1. Explicitly pre-teach vocabulary

Research shows that gaps in children's vocabulary are quick to form if not addressed, and it can have a lifelong impact (1).

To address the needs of all pupils, and to make sure your curriculum is accessible and well-scaffolded, scan the teaching resources you’re going to use and select vocabulary that may not often appear in conversation to explicitly teach before exploring lesson content. This scaffolding will bridge vocabulary gaps and help your pupils to access lessons.

2. Adapt your class dialogue

The knowledge gaps that interrupt learning opportunities do not only apply to the teaching resources you use. Your class explanations are vital for animating the learning process and transforming teaching resources into a lesson for pupils.

Consider the sentence below about Shakespeare’s Romeo and Juliet:

‘Romeo and Juliet is a renaissance tragedy about two lovers from feuding families’.

What assumptions are made in this explanation that may make it inaccessible for pupils with vocabulary and knowledge gaps? Although this knowledge might be second-nature to you, your pupils may be new to the content and concepts you introduce to them.

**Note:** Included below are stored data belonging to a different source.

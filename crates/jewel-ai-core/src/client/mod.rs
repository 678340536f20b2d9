//! Generation service clients
//!
//! The pipeline only needs [`GenerationClient::generate`]: send a request,
//! get raw text back or a [`TransportError`]. Retry and timeout policy live
//! in the implementation, never in the pipeline.

pub mod http;

pub use http::{HttpGenerationClient, HttpGenerationClientBuilder};

use async_trait::async_trait;
use serde::Serialize;
use std::sync::Arc;

use crate::config::GenerationSettings;
use crate::error::{ConfigError, TransportError};
use crate::prompt::CompiledPrompt;

/// Wire payload sent to the generation service
#[derive(Debug, Clone, PartialEq, Serialize)]
pub struct GenerationRequest {
    /// System prompt
    pub system: String,
    /// User prompt
    pub prompt: String,
    /// Model identifier
    pub model: String,
    /// Sampling temperature in `[0, 1]`
    pub temperature: f32,
    /// Completion length limit
    pub max_tokens: u32,
}

impl GenerationRequest {
    /// Build a request from a compiled prompt and settings
    ///
    /// Settings outside their allowed ranges are rejected, so no request
    /// with a temperature outside `[0, 1]` or a zero token limit is ever sent.
    pub fn new(prompt: CompiledPrompt, settings: &GenerationSettings) -> Result<Self, ConfigError> {
        settings.validate()?;
        Ok(Self {
            system: prompt.system_prompt,
            prompt: prompt.user_prompt,
            model: settings.model.clone(),
            temperature: settings.temperature,
            max_tokens: settings.max_tokens,
        })
    }
}

/// A text completion service
#[async_trait]
pub trait GenerationClient: Send + Sync {
    /// Send `request` and return the raw reply text
    async fn generate(&self, request: &GenerationRequest) -> Result<String, TransportError>;
}

#[async_trait]
impl<C: GenerationClient + ?Sized> GenerationClient for Arc<C> {
    async fn generate(&self, request: &GenerationRequest) -> Result<String, TransportError> {
        (**self).generate(request).await
    }
}

#[async_trait]
impl<C: GenerationClient + ?Sized> GenerationClient for Box<C> {
    async fn generate(&self, request: &GenerationRequest) -> Result<String, TransportError> {
        (**self).generate(request).await
    }
}
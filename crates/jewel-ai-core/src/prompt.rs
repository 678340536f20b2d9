//! Prompt compilation
//!
//! Turns a contract, task instructions and task context into the
//! `{system, user}` prompt pair. Compilation is deterministic: the same
//! inputs always produce byte-identical prompts.

use serde::Serialize;
use serde_json::Value;

use crate::contract::Contract;
use crate::language::Language;

/// Ordered key/value description of a caller's input
#[derive(Debug, Clone, Default, PartialEq, Eq)]
pub struct TaskContext {
    entries: Vec<(String, String)>,
}

impl TaskContext {
    /// Create an empty context
    pub fn new() -> Self {
        Self::default()
    }

    /// Add an entry
    pub fn with(mut self, key: impl Into<String>, value: impl Into<String>) -> Self {
        self.entries.push((key.into(), value.into()));
        self
    }

    /// Flatten a serializable input into context entries
    ///
    /// Top-level fields become entries in declaration order. Arrays of
    /// scalars are joined with `, `; nested objects are rendered as compact
    /// JSON. Nulls, empty strings and empty arrays are left out.
    pub fn from_serializable<T: Serialize>(input: &T) -> Result<Self, serde_json::Error> {
        let value = serde_json::to_value(input)?;
        let mut context = Self::new();
        match value {
            Value::Object(map) => {
                for (key, value) in map {
                    if let Some(text) = render_value(&value) {
                        context.entries.push((key, text));
                    }
                }
            }
            other => {
                if let Some(text) = render_value(&other) {
                    context.entries.push(("input".to_string(), text));
                }
            }
        }
        Ok(context)
    }

    /// Entries in insertion order
    pub fn entries(&self) -> &[(String, String)] {
        &self.entries
    }

    /// Whether there are no entries
    pub fn is_empty(&self) -> bool {
        self.entries.is_empty()
    }
}

fn render_value(value: &Value) -> Option<String> {
    match value {
        Value::Null => None,
        Value::String(s) if s.trim().is_empty() => None,
        Value::String(s) => Some(s.trim().to_string()),
        Value::Array(items) if items.is_empty() => None,
        Value::Array(items) if items.iter().all(|v| !v.is_object() && !v.is_array()) => {
            let parts: Vec<String> = items.iter().filter_map(render_value).collect();
            if parts.is_empty() {
                None
            } else {
                Some(parts.join(", "))
            }
        }
        other => Some(other.to_string()),
    }
}

/// System and user prompt pair
#[derive(Debug, Clone, PartialEq, Eq, Serialize)]
pub struct CompiledPrompt {
    /// Instructions, output rules and the schema document
    pub system_prompt: String,
    /// Serialized task input
    pub user_prompt: String,
}

/// Renders prompts for a contract
#[derive(Debug, Clone, Copy, Default)]
pub struct PromptCompiler;

impl PromptCompiler {
    /// Create a compiler
    pub fn new() -> Self {
        Self
    }

    /// Compile the prompt pair
    pub fn compile(
        &self,
        contract: &Contract,
        instructions: &str,
        context: &TaskContext,
        language: Language,
    ) -> CompiledPrompt {
        CompiledPrompt {
            system_prompt: self.system_prompt(contract, instructions, language),
            user_prompt: self.user_prompt(context, language),
        }
    }

    /// Render the system prompt
    pub fn system_prompt(&self, contract: &Contract, instructions: &str, language: Language) -> String {
        let rules = match language {
            Language::En => format!(
                "Respond in {lang}.\n\
                 Inside any string field, separate paragraphs with a literal double newline (\\n\\n).\n\
                 Write list-like content inside strings as lines starting with \"- \".\n\
                 Your response MUST be a single JSON object that matches the following schema exactly. \
                 Do not add any text before or after the JSON object.",
                lang = language.prompt_name()
            ),
            Language::Zh => format!(
                "请使用{lang}回答。\n\
                 在任何字符串字段中，段落之间请使用字面的双换行符（\\n\\n）分隔。\n\
                 类似列表的内容请在字符串中写成以 \"- \" 开头的行。\n\
                 你的回答必须是一个严格符合以下结构定义的 JSON 对象，JSON 对象前后不要添加任何文字。",
                lang = language.prompt_name()
            ),
        };
        let schema_heading = match language {
            Language::En => "Schema:",
            Language::Zh => "结构定义：",
        };

        let mut prompt = String::new();
        let instructions = instructions.trim();
        if !instructions.is_empty() {
            prompt.push_str(instructions);
            prompt.push_str("\n\n");
        }
        prompt.push_str(&rules);
        prompt.push_str("\n\n");
        prompt.push_str(schema_heading);
        prompt.push('\n');
        prompt.push_str(&contract.schema_document());
        prompt
    }

    /// Render the user prompt
    pub fn user_prompt(&self, context: &TaskContext, language: Language) -> String {
        let (heading, empty) = match language {
            Language::En => ("Input:", "(no additional input)"),
            Language::Zh => ("输入：", "（无额外输入）"),
        };
        let mut prompt = String::from(heading);
        if context.is_empty() {
            prompt.push('\n');
            prompt.push_str(empty);
        }
        for (key, value) in context.entries() {
            prompt.push_str(&format!("\n- {}: {}", key, value));
        }
        prompt
    }
}

#[cfg(test)]
mod tests {
    use super::*;
    use crate::contract::ObjectShape;

    fn contract() -> Contract {
        Contract::builder("palette")
            .description("Color advice")
            .primary("summary")
            .shape(
                ObjectShape::new()
                    .string("summary", "Overview")
                    .string_array("colorPalette", "Hex colors"),
            )
            .build()
            .unwrap()
    }

    #[derive(Serialize)]
    #[serde(rename_all = "camelCase")]
    struct Prefs {
        occasion: String,
        preferred_metals: Vec<String>,
        budget: Option<u32>,
        notes: String,
        scores: Vec<Value>,
    }

    #[test]
    fn test_context_from_serializable() {
        let prefs = Prefs {
            occasion: " wedding ".to_string(),
            preferred_metals: vec!["gold".to_string(), "platinum".to_string()],
            budget: None,
            notes: "  ".to_string(),
            scores: vec![serde_json::json!({"fire": 3})],
        };
        let context = TaskContext::from_serializable(&prefs).unwrap();
        assert_eq!(
            context.entries(),
            &[
                ("occasion".to_string(), "wedding".to_string()),
                ("preferredMetals".to_string(), "gold, platinum".to_string()),
                ("scores".to_string(), "[{\"fire\":3}]".to_string()),
            ]
        );
    }

    #[test]
    fn test_system_prompt_embeds_schema_verbatim() {
        let contract = contract();
        let compiler = PromptCompiler::new();
        for language in [Language::En, Language::Zh] {
            let prompt = compiler.system_prompt(&contract, "You are a jeweler.", language);
            assert!(prompt.starts_with("You are a jeweler."));
            assert!(prompt.ends_with(&contract.schema_document()));
            assert!(prompt.contains(language.prompt_name()));
            assert!(prompt.contains("\\n\\n"));
        }
    }

    #[test]
    fn test_compile_is_deterministic() {
        let contract = contract();
        let context = TaskContext::new().with("occasion", "gala");
        let compiler = PromptCompiler::new();
        let a = compiler.compile(&contract, "x", &context, Language::Zh);
        let b = compiler.compile(&contract, "x", &context, Language::Zh);
        assert_eq!(a, b);
        assert_eq!(a.user_prompt, "输入：\n- occasion: gala");
    }

    #[test]
    fn test_empty_context() {
        let prompt = PromptCompiler::new().user_prompt(&TaskContext::new(), Language::En);
        assert_eq!(prompt, "Input:\n(no additional input)");
    }
}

Think carefully about the resources you’re going to use and what adaptations you may need to make to the explanations you use in your class, so all pupils can access the learning. By choosing your vocabulary carefully, you can build in additional scaffolding for your pupils.

3. Change pace

Changing pace can act as a tool for both increasing challenge or scaffolding pupils who need additional support.

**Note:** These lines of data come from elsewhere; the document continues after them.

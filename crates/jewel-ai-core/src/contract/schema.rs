//! Schema document rendering
//!
//! Produces the `{type, description, properties?, items?}` tree that is
//! pasted verbatim into system prompts. Field order follows declaration
//! order so the document reads the same way the contract was written.

use serde_json::{Map, Value};

use super::{Contract, FieldKind, FieldSpec, ObjectShape, ScalarKind};

/// One node of the schema document
#[derive(Debug, Clone, PartialEq)]
pub struct SchemaNode {
    /// JSON type name
    pub node_type: &'static str,
    /// Human description
    pub description: String,
    /// Child fields for objects, in declaration order
    pub properties: Option<Vec<(String, SchemaNode)>>,
    /// Required child names for objects
    pub required: Option<Vec<String>>,
    /// Element node for arrays
    pub items: Option<Box<SchemaNode>>,
    /// Allowed values for enumerations
    pub allowed: Option<&'static [&'static str]>,
}

impl SchemaNode {
    fn leaf(node_type: &'static str, description: impl Into<String>) -> Self {
        Self {
            node_type,
            description: description.into(),
            properties: None,
            required: None,
            items: None,
            allowed: None,
        }
    }

    fn scalar(kind: &ScalarKind, description: impl Into<String>) -> Self {
        let mut node = Self::leaf(kind.type_name(), description);
        if let ScalarKind::Enum(values) = kind {
            node.allowed = Some(*values);
        }
        node
    }

    fn array(items: SchemaNode, description: impl Into<String>) -> Self {
        let mut node = Self::leaf("array", description);
        node.items = Some(Box::new(items));
        node
    }

    fn object(shape: &ObjectShape, description: impl Into<String>) -> Self {
        let mut node = Self::leaf("object", description);
        node.properties = Some(
            shape
                .fields()
                .iter()
                .map(|f| (f.name.clone(), Self::for_field(f)))
                .collect(),
        );
        node.required = Some(
            shape
                .fields()
                .iter()
                .filter(|f| !f.kind.is_optional())
                .map(|f| f.name.clone())
                .collect(),
        );
        node
    }

    fn for_field(field: &FieldSpec) -> Self {
        match &field.kind {
            FieldKind::Scalar(kind) => Self::scalar(kind, field.description.clone()),
            FieldKind::OptionalScalar(kind) => {
                Self::scalar(kind, format!("{} (optional)", field.description))
            }
            FieldKind::ArrayOf(kind) => Self::array(Self::scalar(kind, ""), field.description.clone()),
            FieldKind::Object(shape) => Self::object(shape, field.description.clone()),
            FieldKind::ArrayOfObjects(shape) => {
                Self::array(Self::object(shape, ""), field.description.clone())
            }
        }
    }

    /// Root node of a contract
    pub fn for_contract(contract: &Contract) -> Self {
        Self::object(contract.shape(), contract.description())
    }

    /// Convert to a JSON value, keeping property order
    pub fn to_value(&self) -> Value {
        let mut map = Map::new();
        map.insert("type".to_string(), Value::from(self.node_type));
        if !self.description.is_empty() {
            map.insert("description".to_string(), Value::from(self.description.clone()));
        }
        if let Some(values) = self.allowed {
            map.insert(
                "enum".to_string(),
                Value::Array(values.iter().map(|v| Value::from(*v)).collect()),
            );
        }
        if let Some(properties) = &self.properties {
            let props = properties
                .iter()
                .map(|(name, node)| (name.clone(), node.to_value()))
                .collect::<Map<String, Value>>();
            map.insert("properties".to_string(), Value::Object(props));
        }
        if let Some(required) = &self.required {
            map.insert(
                "required".to_string(),
                Value::Array(required.iter().cloned().map(Value::from).collect()),
            );
        }
        if let Some(items) = &self.items {
            map.insert("items".to_string(), items.to_value());
        }
        Value::Object(map)
    }

    /// Pretty-printed document
    pub fn to_document(&self) -> String {
        format!("{:#}", self.to_value())
    }
}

Remember that learning is not simply covering a topic, it is promoting good understanding and knowledge that can be retained and transferred. If your classes need additional time to enable this to happen, adapt the teaching resources to change the pace to make sure their scaffolding needs are met.

4. Build in increased teacher modelling

Pupils who need additional steps and scaffolding to assist them in their learning journey will benefit from consistent and high-quality teacher modelling, or demonstration. Pupils will benefit from clear step-by-step exemplars from their teacher in order to help them understand (2).

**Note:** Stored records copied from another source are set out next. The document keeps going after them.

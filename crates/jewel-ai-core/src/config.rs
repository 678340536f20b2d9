//! Configuration values for the pipeline and the HTTP client
//!
//! Everything here is a plain value passed in at construction. Sources, in
//! increasing priority: defaults, a TOML file, `JEWEL_AI_*` environment
//! variables.
//!
//! ```toml
//! [client]
//! endpoint = "http://localhost:8080/v1/generate"
//! timeout_ms = 30000
//!
//! [generation]
//! model = "jewel-design"
//! temperature = 0.7
//! ```

use serde::{Deserialize, Serialize};
use std::path::Path;

use crate::error::ConfigError;

/// Result type for configuration loading
pub type Result<T> = std::result::Result<T, ConfigError>;

const DEFAULT_ENDPOINT: &str = "http://localhost:8080/v1/generate";
const DEFAULT_MODEL: &str = "jewel-design";

/// Per-request generation parameters
#[derive(Debug, Clone, PartialEq, Serialize, Deserialize)]
#[serde(default)]
pub struct GenerationSettings {
    /// Model identifier
    pub model: String,
    /// Sampling temperature in `[0, 1]`
    pub temperature: f32,
    /// Completion length limit, greater than zero
    pub max_tokens: u32,
}

impl Default for GenerationSettings {
    fn default() -> Self {
        Self {
            model: DEFAULT_MODEL.to_string(),
            temperature: 0.7,
            max_tokens: 2048,
        }
    }
}

impl GenerationSettings {
    /// Replace the model
    pub fn with_model(mut self, model: impl Into<String>) -> Self {
        self.model = model.into();
        self
    }

    /// Replace the temperature
    pub fn with_temperature(mut self, temperature: f32) -> Self {
        self.temperature = temperature;
        self
    }

    /// Replace the token limit
    pub fn with_max_tokens(mut self, max_tokens: u32) -> Self {
        self.max_tokens = max_tokens;
        self
    }

    /// Check value ranges
    pub fn validate(&self) -> Result<()> {
        if self.model.trim().is_empty() {
            return Err(ConfigError::invalid("generation.model", "must not be empty"));
        }
        if !(0.0..=1.0).contains(&self.temperature) {
            return Err(ConfigError::invalid(
                "generation.temperature",
                format!("{} is outside [0, 1]", self.temperature),
            ));
        }
        if self.max_tokens == 0 {
            return Err(ConfigError::invalid("generation.max_tokens", "must be positive"));
        }
        Ok(())
    }

    /// Overlay `JEWEL_AI_MODEL`, `JEWEL_AI_TEMPERATURE` and `JEWEL_AI_MAX_TOKENS`
    pub fn from_env() -> Self {
        Self::default().overlay_env()
    }

    fn overlay_env(mut self) -> Self {
        if let Ok(model) = std::env::var("JEWEL_AI_MODEL") {
            self.model = model;
        }
        self.temperature = env_parse("JEWEL_AI_TEMPERATURE", self.temperature);
        self.max_tokens = env_parse("JEWEL_AI_MAX_TOKENS", self.max_tokens);
        self
    }
}

/// Connection settings for [`HttpGenerationClient`](crate::client::HttpGenerationClient)
#[derive(Clone, PartialEq, Serialize, Deserialize)]
#[serde(default)]
pub struct ClientConfig {
    /// URL the generation request is posted to
    pub endpoint: String,
    /// Bearer token, if the service wants one
    pub api_key: Option<String>,
    /// Request timeout in milliseconds
    pub timeout_ms: u64,
    /// Retries after the first attempt
    pub max_retries: u32,
    /// First retry delay in milliseconds
    pub initial_backoff_ms: u64,
    /// Upper bound on the retry delay
    pub max_backoff_ms: u64,
    /// Delay growth factor between retries
    pub backoff_multiplier: f64,
}

impl Default for ClientConfig {
    fn default() -> Self {
        Self {
            endpoint: DEFAULT_ENDPOINT.to_string(),
            api_key: None,
            timeout_ms: 30000,
            max_retries: 2,
            initial_backoff_ms: 250,
            max_backoff_ms: 4000,
            backoff_multiplier: 2.0,
        }
    }
}

impl std::fmt::Debug for ClientConfig {
    fn fmt(&self, f: &mut std::fmt::Formatter<'_>) -> std::fmt::Result {
        f.debug_struct("ClientConfig")
            .field("endpoint", &self.endpoint)
            .field("api_key", &self.api_key.as_ref().map(|_| "<redacted>"))
            .field("timeout_ms", &self.timeout_ms)
            .field("max_retries", &self.max_retries)
            .field("initial_backoff_ms", &self.initial_backoff_ms)
            .field("max_backoff_ms", &self.max_backoff_ms)
            .field("backoff_multiplier", &self.backoff_multiplier)
            .finish()
    }
}

impl ClientConfig {
    /// Create a new config builder
    pub fn builder() -> ClientConfigBuilder {
        ClientConfigBuilder::new()
    }

    /// Create config from environment variables
    pub fn from_env() -> Self {
        Self::default().overlay_env()
    }

    fn overlay_env(mut self) -> Self {
        if let Ok(endpoint) = std::env::var("JEWEL_AI_ENDPOINT") {
            self.endpoint = endpoint;
        }
        if let Ok(key) = std::env::var("JEWEL_AI_API_KEY") {
            if !key.is_empty() {
                self.api_key = Some(key);
            }
        }
        self.timeout_ms = env_parse("JEWEL_AI_TIMEOUT_MS", self.timeout_ms);
        self.max_retries = env_parse("JEWEL_AI_MAX_RETRIES", self.max_retries);
        self
    }

    /// Check value ranges
    pub fn validate(&self) -> Result<()> {
        if !(self.endpoint.starts_with("http://") || self.endpoint.starts_with("https://")) {
            return Err(ConfigError::invalid(
                "client.endpoint",
                format!("'{}' is not an http(s) URL", self.endpoint),
            ));
        }
        if self.timeout_ms == 0 {
            return Err(ConfigError::invalid("client.timeout_ms", "must be positive"));
        }
        if self.backoff_multiplier < 1.0 {
            return Err(ConfigError::invalid(
                "client.backoff_multiplier",
                "must be at least 1.0",
            ));
        }
        Ok(())
    }
}

/// Builder for [`ClientConfig`]
pub struct ClientConfigBuilder {
    config: ClientConfig,
}

impl ClientConfigBuilder {
    /// Create a new builder with defaults
    pub fn new() -> Self {
        Self {
            config: ClientConfig::default(),
        }
    }

    /// Set the endpoint
    pub fn endpoint(mut self, endpoint: impl Into<String>) -> Self {
        self.config.endpoint = endpoint.into();
        self
    }

    /// Set the bearer token
    pub fn api_key(mut self, key: impl Into<String>) -> Self {
        self.config.api_key = Some(key.into());
        self
    }

    /// Set the timeout in milliseconds
    pub fn timeout_ms(mut self, timeout: u64) -> Self {
        self.config.timeout_ms = timeout;
        self
    }

    /// Set retry policy
    pub fn retries(mut self, max_retries: u32, initial_backoff_ms: u64, max_backoff_ms: u64) -> Self {
        self.config.max_retries = max_retries;
        self.config.initial_backoff_ms = initial_backoff_ms;
        self.config.max_backoff_ms = max_backoff_ms;
        self
    }

    /// Build the configuration
    pub fn build(self) -> ClientConfig {
        self.config
    }
}

impl Default for ClientConfigBuilder {
    fn default() -> Self {
        Self::new()
    }
}

/// Combined file configuration
#[derive(Debug, Clone, Default, PartialEq, Serialize, Deserialize)]
#[serde(default)]
pub struct AppConfig {
    /// HTTP client section
    pub client: ClientConfig,
    /// Generation defaults section
    pub generation: GenerationSettings,
}

impl AppConfig {
    /// Parse a TOML document
    pub fn from_toml_str(text: &str) -> Result<Self> {
        let config: AppConfig = toml::from_str(text)?;
        config.validate()?;
        Ok(config)
    }

    /// Read and parse a TOML file
    pub fn from_file(path: impl AsRef<Path>) -> Result<Self> {
        let text = std::fs::read_to_string(path)?;
        Self::from_toml_str(&text)
    }

    /// Defaults overlaid with environment variables
    pub fn from_env() -> Self {
        Self {
            client: ClientConfig::from_env(),
            generation: GenerationSettings::from_env(),
        }
    }

    /// Overlay environment variables on values already loaded
    pub fn with_env_overrides(self) -> Result<Self> {
        let config = Self {
            client: self.client.overlay_env(),
            generation: self.generation.overlay_env(),
        };
        config.validate()?;
        Ok(config)
    }

    /// Validate both sections
    pub fn validate(&self) -> Result<()> {
        self.client.validate()?;
        self.generation.validate()
    }
}

fn env_parse<T: std::str::FromStr>(key: &str, default: T) -> T {
    std::env::var(key)
        .ok()
        .and_then(|v| v.parse().ok())
        .unwrap_or(default)
}

#[cfg(test)]
mod tests {
    use super::*;

    #[test]
    fn test_default_config() {
        let config = AppConfig::default();
        assert!(config.validate().is_ok());
        assert_eq!(config.client.timeout_ms, 30000);
        assert_eq!(config.client.max_retries, 2);
        assert!(config.client.api_key.is_none());
        assert_eq!(config.generation.max_tokens, 2048);
    }

    #[test]
    fn test_settings_validation() {
        assert!(GenerationSettings::default().with_temperature(1.5).validate().is_err());
        assert!(GenerationSettings::default().with_temperature(-0.1).validate().is_err());
        assert!(GenerationSettings::default().with_max_tokens(0).validate().is_err());
        assert!(GenerationSettings::default().with_model(" ").validate().is_err());
        assert!(GenerationSettings::default().with_temperature(0.0).validate().is_ok());
    }

    #[test]
    fn test_toml_partial_sections() {
        let config = AppConfig::from_toml_str(
            r#"
            [client]
            endpoint = "https://llm.internal/generate"
            api_key = "k"

            [generation]
            temperature = 0.2
            "#,
        )
        .unwrap();
        assert_eq!(config.client.endpoint, "https://llm.internal/generate");
        assert_eq!(config.client.api_key.as_deref(), Some("k"));
        assert_eq!(config.client.timeout_ms, ClientConfig::default().timeout_ms);
        assert_eq!(config.generation.temperature, 0.2);
        assert_eq!(config.generation.model, DEFAULT_MODEL);
    }

    #[test]
    fn test_toml_rejects_bad_values() {
        let err = AppConfig::from_toml_str("[generation]\ntemperature = 3.0\n").unwrap_err();
        assert!(matches!(err, ConfigError::InvalidValue { .. }));
        let err = AppConfig::from_toml_str("[client\n").unwrap_err();
        assert!(matches!(err, ConfigError::Parse(_)));
    }

    #[test]
    fn test_from_file() {
        let dir = tempfile::tempdir().unwrap();
        let path = dir.path().join("jewel-ai.toml");
        std::fs::write(&path, "[generation]\nmodel = \"ring-v2\"\n").unwrap();
        let config = AppConfig::from_file(&path).unwrap();
        assert_eq!(config.generation.model, "ring-v2");
        assert!(matches!(
            AppConfig::from_file(dir.path().join("missing.toml")),
            Err(ConfigError::File(_))
        ));
    }

    #[test]
    fn test_debug_redacts_api_key() {
        let config = ClientConfig::builder().api_key("super-secret").build();
        let rendered = format!("{:?}", config);
        assert!(!rendered.contains("super-secret"));
        assert!(rendered.contains("<redacted>"));
    }
}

If you don’t know what you are doing wrong, you can never know what you are doing right.

Matthew Syed, Bounce: Mozart, Federer, Picasso, Beckham, and the Science of Success

Make sure you regularly build modelling into your lessons and that new tasks are always modelled. To scaffold for pupils, you will need to adjust or increase the frequency of modelling to continually demonstrate tasks. You may also build in ‘I do, we do, you do’ tasks in order to harness the benefits of modelling and transfer independence to pupils.

Alongside the teaching resources on our website, you can view recordings of experienced teachers delivering lessons. Watch these to observe experienced teachers explaining a subject or topic you’re new to or not so familiar with.

5. Extend practice time

When pupils are working to build new skills, it is important that enough lesson time is reserved for deliberate practice. Not only will some pupils require additional time to master skills, they will require additional deliberate practice to retain knowledge and skills. In the words of Lemov, ‘practice makes permanent’ (3).

6. Give pupils a ‘success criteria’

Be really clear about what you would like to see in your pupils’ work and create a ‘success criteria’ so that they can check this during tasks and assess their own success after completing. Not only will this help to generate automaticity and reinforce deliberate practice, it will also increase independence and autonomy for pupils, creating responsibility for their own outcomes.

7. Adapt repetition quantities

Research suggests that memory can rapidly deteriorate. The natural deterioration of memory can hamper future learning where past knowledge is key to understanding, making it harder for pupils to understand content and concepts (4).

Make sure repetition of core knowledge is embedded thoroughly into your curriculum and lesson plans to improve retention. Some classes may need this more regularly than others. Regular low-stakes quizzing can be a great way to do this. Search our teaching resources for quizzes to use in your next lesson.

8. Use cold-calling to sample all class members

Consistently sample your whole class and check their understanding. Keep this simple through cold-calling or using a randomiser in order to ensure all voices are heard and all misconceptions are addressed. This continued formative assessment will also allow you to diagnose if additional scaffolding is required.

9. Prioritise quality over quantity

Prioritise pupils mastering small, high-quality chunks of learning over breadth. You can secure depth over breadth by mapping out clearly your priority content, key vocabulary and concepts through your curriculum plans. Make sure you capture how you plan to measure success.

Not sure where to start? No problem. Our lesson and resource directory can give you an overview of our teaching resources or use our curriculum plans as your starting point. Use as much or as little as you need.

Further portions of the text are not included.